▸ **PROBLEM DETAILS**: Could you find every line in the records below that contains the word "JumpIfFalse" and copy it?

[Dataset excerpts]
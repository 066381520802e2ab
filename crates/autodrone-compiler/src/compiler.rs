//! Tree → bytecode lowering.
//!
//! One forward pass. Forward jumps are emitted with a placeholder
//! target and patched when the block end is reached; backward jumps
//! (`while`) know their target already.
//!
//! Counted loops have a compile-time-constant trip count and no loop
//! variable, so they lower to the body repeated `count` times. The
//! conditional jumps pop their operand, which rules out keeping a
//! runtime counter on the operand stack without a duplication opcode.
//! Expansion is capped at [`MAX_LOOP_INSTRUCTIONS`] emitted
//! instructions per loop; a loop long enough to hit the cap exceeds any
//! practical VM instruction budget long before reaching it.

use indexmap::IndexMap;

use autodrone_core::CompileError;
use autodrone_syntax::{BinOp, Block, ElseBranch, Expr, Program, Stmt, UnOp};

use crate::bytecode::Bytecode;
use crate::opcode::{Instruction, Op};

/// Cap on instructions emitted per counted-loop expansion.
pub const MAX_LOOP_INSTRUCTIONS: usize = 50_000;

/// Compile a program. The output always ends with `HALT`.
pub fn compile(program: &Program) -> Result<Bytecode, CompileError> {
    let mut compiler = Compiler {
        code: Vec::new(),
        source_map: IndexMap::new(),
    };
    for stmt in &program.body {
        compiler.compile_stmt(stmt)?;
    }
    compiler.emit(Op::Halt, 0);
    Ok(Bytecode::new(compiler.code, compiler.source_map))
}

struct Compiler {
    code: Vec<Instruction>,
    source_map: IndexMap<usize, u32>,
}

impl Compiler {
    /// Append an instruction, recording its source line when the
    /// originating node has one.
    fn emit(&mut self, op: Op, line: u32) -> usize {
        let index = self.code.len();
        self.code.push(Instruction::new(op, line));
        if line > 0 {
            self.source_map.insert(index, line);
        }
        index
    }

    /// Current emission address — the target for a patch or a
    /// backward jump.
    fn here(&self) -> usize {
        self.code.len()
    }

    /// Point a previously emitted jump at `target`.
    fn patch(&mut self, index: usize, target: usize) {
        match &mut self.code[index].op {
            Op::Jump(addr) | Op::JumpIfFalse(addr) | Op::JumpIfTrue(addr) => *addr = target,
            other => unreachable!("patching a non-jump instruction {other}"),
        }
    }

    fn compile_block(&mut self, block: &Block) -> Result<(), CompileError> {
        for stmt in &block.statements {
            self.compile_stmt(stmt)?;
        }
        Ok(())
    }

    fn compile_stmt(&mut self, stmt: &Stmt) -> Result<(), CompileError> {
        match stmt {
            Stmt::Move { dir, line, .. } => {
                self.emit(Op::Move(dir.to_rel()), *line);
            }
            Stmt::Turn { dir, line, .. } => {
                self.emit(Op::Turn(*dir), *line);
            }
            Stmt::Collect { line, .. } => {
                self.emit(Op::Collect, *line);
            }
            Stmt::Wait { ticks, line, .. } => {
                self.emit(Op::Wait(*ticks), *line);
            }
            Stmt::Log { expr, line, .. } => {
                self.compile_expr(expr)?;
                self.emit(Op::Log, *line);
            }
            Stmt::If {
                cond,
                consequent,
                alternate,
                line,
                ..
            } => {
                self.compile_expr(cond)?;
                let skip_then = self.emit(Op::JumpIfFalse(0), *line);
                self.compile_block(consequent)?;
                match alternate {
                    Some(branch) => {
                        let skip_else = self.emit(Op::Jump(0), *line);
                        let else_start = self.here();
                        self.patch(skip_then, else_start);
                        match branch {
                            ElseBranch::Else(block) => self.compile_block(block)?,
                            ElseBranch::Elif(chained) => self.compile_stmt(chained)?,
                        }
                        let after = self.here();
                        self.patch(skip_else, after);
                    }
                    None => {
                        let after = self.here();
                        self.patch(skip_then, after);
                    }
                }
            }
            Stmt::While { cond, body, line, .. } => {
                let top = self.here();
                self.compile_expr(cond)?;
                let exit = self.emit(Op::JumpIfFalse(0), *line);
                self.compile_block(body)?;
                self.emit(Op::Jump(top), *line);
                let after = self.here();
                self.patch(exit, after);
            }
            Stmt::Loop { count, body, .. } => {
                let start = self.here();
                for _ in 0..(*count).max(0) {
                    self.compile_block(body)?;
                    if self.here() - start >= MAX_LOOP_INSTRUCTIONS {
                        break;
                    }
                }
            }
        }
        Ok(())
    }

    /// Post-order expression lowering: operands first, operator last.
    fn compile_expr(&mut self, expr: &Expr) -> Result<(), CompileError> {
        match expr {
            Expr::Literal { value, line, .. } => {
                self.emit(Op::Push(value.clone()), *line);
            }
            Expr::Identifier { name, line, .. } => {
                self.emit(Op::Load(name.clone()), *line);
            }
            Expr::Binary {
                op, left, right, line, ..
            } => {
                self.compile_expr(left)?;
                self.compile_expr(right)?;
                let op = match op {
                    BinOp::Add => Op::Add,
                    BinOp::Sub => Op::Sub,
                    BinOp::Eq => Op::Eq,
                    BinOp::Neq => Op::Neq,
                    BinOp::Lt => Op::Lt,
                    BinOp::Gt => Op::Gt,
                    BinOp::Lte => Op::Lte,
                    BinOp::Gte => Op::Gte,
                    BinOp::And => Op::And,
                    BinOp::Or => Op::Or,
                };
                self.emit(op, *line);
            }
            Expr::Unary {
                op: UnOp::Not,
                operand,
                line,
                ..
            } => {
                self.compile_expr(operand)?;
                self.emit(Op::Not, *line);
            }
            Expr::Call {
                callee,
                arguments,
                line,
                ..
            } => {
                let name = match callee.as_ref() {
                    Expr::Identifier { name, .. } => name.clone(),
                    _ => {
                        return Err(CompileError::CalleeNotIdentifier { line: *line });
                    }
                };
                for arg in arguments {
                    self.compile_expr(arg)?;
                }
                self.emit(
                    Op::Call {
                        name,
                        argc: arguments.len(),
                    },
                    *line,
                );
            }
            Expr::Member {
                object,
                property,
                line,
                ..
            } => {
                self.compile_expr(object)?;
                self.emit(Op::Member(property.clone()), *line);
            }
        }
        Ok(())
    }
}
//! Execution events.
//!
//! Everything observable about a run — script output, yielded actions,
//! state transitions, failures — is an [`Event`] appended to the VM's
//! log and dispatched to subscribers. Event order matches emission
//! order matches execution order.

use std::time::{SystemTime, UNIX_EPOCH};

use autodrone_core::{Action, Value};

use crate::vm::ExecState;

/// The closed set of event categories. Subscriptions are keyed by
/// category.
#[derive(Clone, Copy, Debug, PartialEq, Eq, Hash)]
pub enum EventKind {
    /// A `log` statement produced a value.
    Log,
    /// An action opcode yielded an action descriptor.
    Action,
    /// The execution state changed.
    StateChange,
    /// A runtime error stopped the run.
    Error,
    /// A non-fatal problem, e.g. a rejected action.
    Warning,
}

/// The data carried by an event.
#[derive(Clone, Debug, PartialEq)]
pub enum EventPayload {
    /// A logged value.
    Log {
        /// The value the script logged.
        value: Value,
    },
    /// A yielded action descriptor.
    Action {
        /// The descriptor handed to the driver.
        action: Action,
    },
    /// An execution state transition.
    StateChange {
        /// State before the transition.
        from: ExecState,
        /// State after the transition.
        to: ExecState,
    },
    /// A fatal runtime error.
    Error {
        /// Error message.
        message: String,
        /// Faulting source line, 0 if unknown.
        line: u32,
        /// Hint for the learner, when one applies.
        hint: Option<&'static str>,
    },
    /// A non-fatal problem.
    Warning {
        /// Warning message.
        message: String,
        /// Related source line, 0 if unknown.
        line: u32,
    },
}

impl EventPayload {
    /// The category this payload belongs to.
    pub fn kind(&self) -> EventKind {
        match self {
            EventPayload::Log { .. } => EventKind::Log,
            EventPayload::Action { .. } => EventKind::Action,
            EventPayload::StateChange { .. } => EventKind::StateChange,
            EventPayload::Error { .. } => EventKind::Error,
            EventPayload::Warning { .. } => EventKind::Warning,
        }
    }
}

/// One entry in the event log.
///
/// `tick` is the VM's instruction count at emission. `timestamp_ms` is
/// wall-clock and exists for host display only; nothing downstream
/// depends on it.
#[derive(Clone, Debug, PartialEq)]
pub struct Event {
    /// What happened.
    pub payload: EventPayload,
    /// Instruction count at emission.
    pub tick: u32,
    /// Milliseconds since the Unix epoch at emission.
    pub timestamp_ms: u64,
}

impl Event {
    /// Build an event stamped with the current wall clock.
    pub fn now(payload: EventPayload, tick: u32) -> Event {
        let timestamp_ms = SystemTime::now()
            .duration_since(UNIX_EPOCH)
            .map(|d| d.as_millis() as u64)
            .unwrap_or(0);
        Event {
            payload,
            tick,
            timestamp_ms,
        }
    }

    /// The event's category.
    pub fn kind(&self) -> EventKind {
        self.payload.kind()
    }
}
//! Bounded snapshot history for rewind.

use std::collections::VecDeque;

use autodrone_core::Value;
use autodrone_world::WorldSnapshot;
use indexmap::IndexMap;

/// An atomic snapshot of VM and world state, captured before a tick
/// dispatches.
#[derive(Clone, Debug, PartialEq)]
pub struct VmSnapshot {
    /// Instruction pointer.
    pub(crate) ip: usize,
    /// Operand stack.
    pub(crate) stack: Vec<Value>,
    /// Instructions executed so far.
    pub(crate) instruction_count: u32,
    /// Per-site backward-jump counts for the loop budget.
    pub(crate) backjump_counts: IndexMap<usize, u32>,
    /// The world, deep-copied.
    pub(crate) world: WorldSnapshot,
}

/// A bounded buffer of [`VmSnapshot`]s.
///
/// Append-only during execution; at capacity the oldest snapshot is
/// trimmed from the front. Rewinding restores an entry near the tail
/// and truncates everything after it.
#[derive(Clone, Debug)]
pub struct HistoryRing {
    snaps: VecDeque<VmSnapshot>,
    capacity: usize,
}

impl HistoryRing {
    /// An empty ring holding at most `capacity` snapshots.
    pub fn new(capacity: usize) -> HistoryRing {
        HistoryRing {
            snaps: VecDeque::with_capacity(capacity.min(64)),
            capacity,
        }
    }

    /// Snapshots currently held.
    pub fn len(&self) -> usize {
        self.snaps.len()
    }

    /// Whether the ring is empty.
    pub fn is_empty(&self) -> bool {
        self.snaps.is_empty()
    }

    /// The configured bound.
    pub fn capacity(&self) -> usize {
        self.capacity
    }

    /// Append a snapshot, trimming the oldest past capacity.
    pub fn push(&mut self, snap: VmSnapshot) {
        self.snaps.push_back(snap);
        while self.snaps.len() > self.capacity {
            self.snaps.pop_front();
        }
    }

    /// Take the snapshot `n` back from the tail (`n = 1` is the most
    /// recent) and drop everything after it. `None` when fewer than
    /// `n` snapshots are held or `n` is 0.
    pub(crate) fn rewind(&mut self, n: usize) -> Option<VmSnapshot> {
        if n == 0 || n > self.snaps.len() {
            return None;
        }
        let index = self.snaps.len() - n;
        let snap = self.snaps[index].clone();
        self.snaps.truncate(index + 1);
        Some(snap)
    }

    /// Drop all snapshots.
    pub fn clear(&mut self) {
        self.snaps.clear();
    }
}
//! Grid positions.

use std::fmt;

use serde::{Deserialize, Serialize};

use crate::direction::Facing;

/// A cell position on the grid.
///
/// Signed so that off-grid candidates (one step past an edge) can be
/// represented and bounds-checked; a `Pos` stored in world state is
/// always in bounds.
#[derive(Clone, Copy, Debug, Default, PartialEq, Eq, Hash, Serialize, Deserialize)]
pub struct Pos {
    /// Column, increasing eastward.
    pub x: i32,
    /// Row, increasing southward.
    pub y: i32,
}

impl Pos {
    /// Construct a position.
    pub fn new(x: i32, y: i32) -> Pos {
        Pos { x, y }
    }

    /// The adjacent position one step along `facing`.
    pub fn step(self, facing: Facing) -> Pos {
        let (dx, dy) = facing.offset();
        Pos {
            x: self.x + dx,
            y: self.y + dy,
        }
    }
}

impl fmt::Display for Pos {
    fn fmt(&self, f: &mut fmt::Formatter<'_>) -> fmt::Result {
        write!(f, "({}, {})", self.x, self.y)
    }
}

▸ **THE ANSWER**:
            Op::Jump(addr) | Op::JumpIfFalse(addr) | Op::JumpIfTrue(addr) => *addr = target,
                let skip_then = self.emit(Op::JumpIfFalse(0), *line);
                let exit = self.emit(Op::JumpIfFalse(0), *line);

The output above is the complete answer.